▸ **Task prompt**
Where does the word "probing" occur in the data below? Copy each line that holds it.

▸ **Information given**

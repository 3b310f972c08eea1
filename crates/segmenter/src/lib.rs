//! Resolves DOM nodes to canonical scan targets and splits their text into sentences.

mod sentences;
mod signature;
mod text;

use serde::{Deserialize, Serialize};
use thiserror::Error;

use page_dom::{Document, NodeId, SelectorError, SelectorList};
use sentinel_core_types::SentinelError;

pub use sentences::{split_sentences, Sentence};
pub use signature::{build_signature, stable_identifier, DURABLE_ATTRIBUTES};
pub use text::{char_len, redact_label, sanitize_text, truncate_chars, REDACT_GLYPH};

pub const DEFAULT_MIN_TEXT_LENGTH: usize = 5;

#[derive(Debug, Error)]
pub enum SegmenterError {
    #[error("invalid selector: {0}")]
    Selector(#[from] SelectorError),
    #[error("segmenter config invalid: {0}")]
    InvalidConfig(String),
}

impl From<SegmenterError> for SentinelError {
    fn from(err: SegmenterError) -> Self {
        SentinelError::new(err.to_string())
    }
}

#[derive(Clone, Debug, PartialEq, Serialize, Deserialize)]
#[serde(default)]
pub struct SegmenterConfig {
    /// Text selectors in probe priority order; the first one is the primary selector.
    pub text_selectors: Vec<String>,
    pub content_blocks: Vec<String>,
    /// Pipeline-owned UI; nodes inside these are never targets.
    pub ignore_selectors: Vec<String>,
    pub min_text_length: usize,
}

impl Default for SegmenterConfig {
    fn default() -> Self {
        Self {
            text_selectors: vec![
                r#"div[data-testid="tweetText"]"#.into(),
                r#"div[role="textbox"]"#.into(),
                r#"div[contenteditable="true"]"#.into(),
                "p".into(),
                "blockquote".into(),
                "li".into(),
                "span".into(),
            ],
            content_blocks: vec![
                "article".into(),
                r#"[data-testid="tweet"]"#.into(),
                r#"[role="article"]"#.into(),
                r#"[role="gridcell"]"#.into(),
                r#"[role="listitem"]"#.into(),
            ],
            ignore_selectors: vec![
                ".sentinel-inline".into(),
                ".sentinel-tooltip".into(),
                ".sentinel-inline-controls".into(),
            ],
            min_text_length: DEFAULT_MIN_TEXT_LENGTH,
        }
    }
}

/// Compiled selector set used to pick scan targets out of a document.
#[derive(Clone, Debug)]
pub struct Segmenter {
    text_selectors: Vec<SelectorList>,
    primary: SelectorList,
    targets: SelectorList,
    blocks: SelectorList,
    scan: SelectorList,
    ignore: Option<SelectorList>,
    min_text_length: usize,
}

impl Segmenter {
    pub fn new(config: &SegmenterConfig) -> Result<Self, SegmenterError> {
        if config.text_selectors.is_empty() {
            return Err(SegmenterError::InvalidConfig(
                "text_selectors must not be empty".into(),
            ));
        }
        if config.content_blocks.is_empty() {
            return Err(SegmenterError::InvalidConfig(
                "content_blocks must not be empty".into(),
            ));
        }
        let text_selectors = config
            .text_selectors
            .iter()
            .map(|s| SelectorList::parse(s))
            .collect::<Result<Vec<_>, _>>()?;
        let primary = text_selectors[0].clone();
        let targets = SelectorList::from_parts(&config.text_selectors)?;
        let blocks = SelectorList::from_parts(&config.content_blocks)?;
        let scan = SelectorList::from_parts(
            config
                .content_blocks
                .iter()
                .chain(config.text_selectors.iter()),
        )?;
        let ignore = if config.ignore_selectors.is_empty() {
            None
        } else {
            Some(SelectorList::from_parts(&config.ignore_selectors)?)
        };
        Ok(Self {
            text_selectors,
            primary,
            targets,
            blocks,
            scan,
            ignore,
            min_text_length: config.min_text_length,
        })
    }

    pub fn min_text_length(&self) -> usize {
        self.min_text_length
    }

    /// Canonical scan target contributed by `node`, if any.
    pub fn resolve_target(&self, doc: &Document, node: NodeId) -> Option<NodeId> {
        if !doc.is_element(node) || node == doc.body() || node == doc.root() {
            return None;
        }
        if self.is_ignored(doc, node) {
            return None;
        }
        if doc.matches(node, &self.primary) {
            return Some(node);
        }
        if doc.matches(node, &self.targets) {
            return Some(doc.closest(node, &self.primary).unwrap_or(node));
        }
        if let Some(descendant) = self.preferred_descendant(doc, node) {
            return Some(descendant);
        }
        let block = doc.closest(node, &self.blocks)?;
        self.preferred_descendant(doc, block)
            .or_else(|| doc.matches(block, &self.targets).then_some(block))
    }

    /// First descendant, probing text selectors in priority order, whose normalised
    /// text meets the minimum length.
    pub fn preferred_descendant(&self, doc: &Document, root: NodeId) -> Option<NodeId> {
        self.text_selectors.iter().find_map(|selector| {
            let candidate = doc.query_selector(root, selector)?;
            let text = sanitize_text(&doc.text_content(candidate));
            (char_len(&text) >= self.min_text_length).then_some(candidate)
        })
    }

    /// Targets for `node` and every nested block or text element, deduplicated.
    /// A target inside another collected target is dropped so its text is scanned once.
    pub fn collect_targets(&self, doc: &Document, node: NodeId) -> Vec<NodeId> {
        let mut out = Vec::new();
        if !doc.is_element(node) {
            return out;
        }
        let mut add = |candidate: NodeId| {
            if let Some(target) = self.resolve_target(doc, candidate) {
                if !out.contains(&target) {
                    out.push(target);
                }
            }
        };
        add(node);
        for nested in doc.query_selector_all(node, &self.scan) {
            add(nested);
        }
        let collected = out.clone();
        out.retain(|target| {
            !collected
                .iter()
                .any(|other| other != target && doc.contains(*other, *target))
        });
        out
    }

    pub fn split_sentences(&self, text: &str) -> Vec<Sentence> {
        split_sentences(text, self.min_text_length)
    }

    /// Text content of a target split into sentences.
    pub fn segment(&self, doc: &Document, target: NodeId) -> Vec<Sentence> {
        self.split_sentences(&doc.text_content(target))
    }

    pub fn build_signature(&self, doc: &Document, target: NodeId) -> String {
        build_signature(doc, target)
    }

    fn is_ignored(&self, doc: &Document, node: NodeId) -> bool {
        self.ignore
            .as_ref()
            .map(|ignore| doc.closest(node, ignore).is_some())
            .unwrap_or(false)
    }
}

#[cfg(test)]
mod tests {
    use super::*;
    use pretty_assertions::assert_eq;

    fn page(markup: &str) -> Document {
        Document::from_html("https://x.com/home", markup).unwrap()
    }

    fn segmenter() -> Segmenter {
        Segmenter::new(&SegmenterConfig::default()).unwrap()
    }

    fn first(doc: &Document, selector: &str) -> NodeId {
        let selector = SelectorList::parse(selector).unwrap();
        doc.query_selector(doc.root(), &selector).unwrap()
    }

    #[test]
    fn primary_match_is_its_own_target() {
        let doc = page(r#"<article><div data-testid="tweetText">You are scum.</div></article>"#);
        let segmenter = segmenter();
        let text = first(&doc, r#"div[data-testid="tweetText"]"#);
        assert_eq!(segmenter.resolve_target(&doc, text), Some(text));
    }

    #[test]
    fn broad_match_widens_to_primary_ancestor() {
        let doc = page(
            r#"<div data-testid="tweetText">You are <span>scum</span>.</div><p>Plain paragraph.</p>"#,
        );
        let segmenter = segmenter();
        let span = first(&doc, "span");
        let primary = first(&doc, r#"div[data-testid="tweetText"]"#);
        assert_eq!(segmenter.resolve_target(&doc, span), Some(primary));
        let p = first(&doc, "p");
        assert_eq!(segmenter.resolve_target(&doc, p), Some(p));
    }

    #[test]
    fn container_probes_descendants_by_priority() {
        let doc = page(
            r#"<section><li>Short</li><p>Hi</p><p>Second paragraph text.</p><blockquote>A long quote here.</blockquote></section>"#,
        );
        let segmenter = segmenter();
        let section = first(&doc, "section");
        // First `p` is too short, so probing moves to the next selector.
        assert_eq!(
            segmenter.resolve_target(&doc, section),
            Some(first(&doc, "blockquote"))
        );
    }

    #[test]
    fn falls_back_to_content_block_ancestor() {
        let doc = page(
            r#"<article><div class="meta"><i>icon</i></div><p>Content lives here.</p></article>"#,
        );
        let segmenter = segmenter();
        let meta = first(&doc, ".meta");
        assert_eq!(segmenter.resolve_target(&doc, meta), Some(first(&doc, "p")));
        assert_eq!(segmenter.resolve_target(&doc, doc.body()), None);
    }

    #[test]
    fn collect_targets_deduplicates_nested_matches() {
        let doc = page(
            r#"<article><div data-testid="tweetText">You are <span>scum</span>. <span>Go away</span></div></article><article><p>Another post here.</p></article>"#,
        );
        let segmenter = segmenter();
        let targets = segmenter.collect_targets(&doc, doc.body());
        let primary = first(&doc, r#"div[data-testid="tweetText"]"#);
        assert_eq!(targets, vec![primary, first(&doc, "p")]);
    }

    #[test]
    fn collect_targets_skips_targets_inside_other_targets() {
        let doc = page(r#"<p>Hello there friend. <span>You are scum.</span></p>"#);
        let segmenter = segmenter();
        let p = first(&doc, "p");
        let span = first(&doc, "span");
        assert_eq!(segmenter.resolve_target(&doc, span), Some(span));
        assert_eq!(segmenter.collect_targets(&doc, doc.body()), vec![p]);
    }

    #[test]
    fn text_selectors_may_use_combinators() {
        let config = SegmenterConfig {
            text_selectors: vec!["article > p".into(), "p".into()],
            ..SegmenterConfig::default()
        };
        let segmenter = Segmenter::new(&config).unwrap();
        let doc = page(
            r#"<p>Outside the post body.</p><article><p>Inside the post body.</p></article>"#,
        );
        let inner = first(&doc, "article p");
        assert_eq!(segmenter.resolve_target(&doc, inner), Some(inner));
        let outer = first(&doc, "p");
        assert_eq!(segmenter.resolve_target(&doc, outer), Some(outer));
        assert_eq!(
            segmenter.preferred_descendant(&doc, doc.body()),
            Some(inner),
            "the first text selector wins even though an earlier p exists"
        );
    }

    #[test]
    fn pipeline_ui_is_never_a_target() {
        let doc = page(
            r#"<div class="sentinel-tooltip"><span>HATE score 0.91</span></div><p>Real text here.</p>"#,
        );
        let segmenter = segmenter();
        let tooltip = first(&doc, ".sentinel-tooltip");
        assert_eq!(segmenter.collect_targets(&doc, tooltip), Vec::<NodeId>::new());
    }

    #[test]
    fn rejects_empty_selector_lists() {
        let config = SegmenterConfig {
            text_selectors: Vec::new(),
            ..SegmenterConfig::default()
        };
        assert!(matches!(
            Segmenter::new(&config),
            Err(SegmenterError::InvalidConfig(_))
        ));
        let config = SegmenterConfig {
            text_selectors: vec!["div >".into()],
            ..SegmenterConfig::default()
        };
        assert!(matches!(
            Segmenter::new(&config),
            Err(SegmenterError::Selector(_))
        ));
    }
}
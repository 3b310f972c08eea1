//! Scan orchestration for one page: the startup sweep, debounced mutation passes,
//! single-batch classification with per-sentence fallback, and the fail-closed abort.

pub mod classify;
pub mod feed;
mod orchestrator;
mod session;

use thiserror::Error;

use segmenter::SegmenterError;
use sentinel_core_types::SentinelError;

pub use classify::{classify_all, Classified};
pub use feed::{change_channel, ChangeFeed, NoChanges};
pub use orchestrator::{ScanConfig, ScanOrchestrator, DEFAULT_STOP_REASON};
pub use session::{segmenter_config, PageSession, SessionPorts};

#[derive(Debug, Error, Clone, PartialEq)]
pub enum ScanError {
    /// A classification call failed after the batch fallback; scanning is aborted.
    #[error("classification failed: {0}")]
    Unrecoverable(String),
    #[error("scanning aborted")]
    Aborted,
    #[error("scan configuration invalid: {0}")]
    Config(String),
}

impl From<SegmenterError> for ScanError {
    fn from(err: SegmenterError) -> Self {
        ScanError::Config(err.to_string())
    }
}

impl From<ScanError> for SentinelError {
    fn from(err: ScanError) -> Self {
        SentinelError::new(err.to_string())
    }
}
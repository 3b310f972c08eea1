use once_cell::sync::Lazy;
use regex::Regex;
use serde::{Deserialize, Serialize};

use sentinel_core_types::Classification;

use crate::text::{char_len, sanitize_text};

static SENTENCE_RE: Lazy<Regex> =
    Lazy::new(|| Regex::new(r"[^.!?]+[.!?]*").expect("sentence regex"));

/// One sentence of a scan target, addressed by byte offsets into the target's text content.
#[derive(Clone, Debug, PartialEq, Serialize, Deserialize)]
pub struct Sentence {
    pub raw: String,
    pub clean: String,
    pub start: usize,
    pub end: usize,
    #[serde(default, skip_serializing_if = "Option::is_none")]
    pub classification: Option<Classification>,
}

/// Splits on terminal punctuation, keeping it with the preceding fragment.
///
/// Fragments whose whitespace-normalised form is shorter than `min_len` characters are
/// dropped. When nothing survives but the whole text is long enough, the whole text is
/// returned as a single sentence.
pub fn split_sentences(text: &str, min_len: usize) -> Vec<Sentence> {
    if text.is_empty() {
        return Vec::new();
    }
    let mut sentences: Vec<Sentence> = SENTENCE_RE
        .find_iter(text)
        .filter_map(|found| {
            let clean = sanitize_text(found.as_str());
            if clean.is_empty() || char_len(&clean) < min_len {
                return None;
            }
            Some(Sentence {
                raw: found.as_str().to_string(),
                clean,
                start: found.start(),
                end: found.end(),
                classification: None,
            })
        })
        .collect();

    if sentences.is_empty() {
        let clean = sanitize_text(text);
        if !clean.is_empty() && char_len(&clean) >= min_len {
            sentences.push(Sentence {
                raw: text.to_string(),
                clean,
                start: 0,
                end: text.len(),
                classification: None,
            });
        }
    }
    sentences
}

▸ **Task response**
    /// First descendant, probing text selectors in priority order, whose normalised
        // First `p` is too short, so probing moves to the next selector.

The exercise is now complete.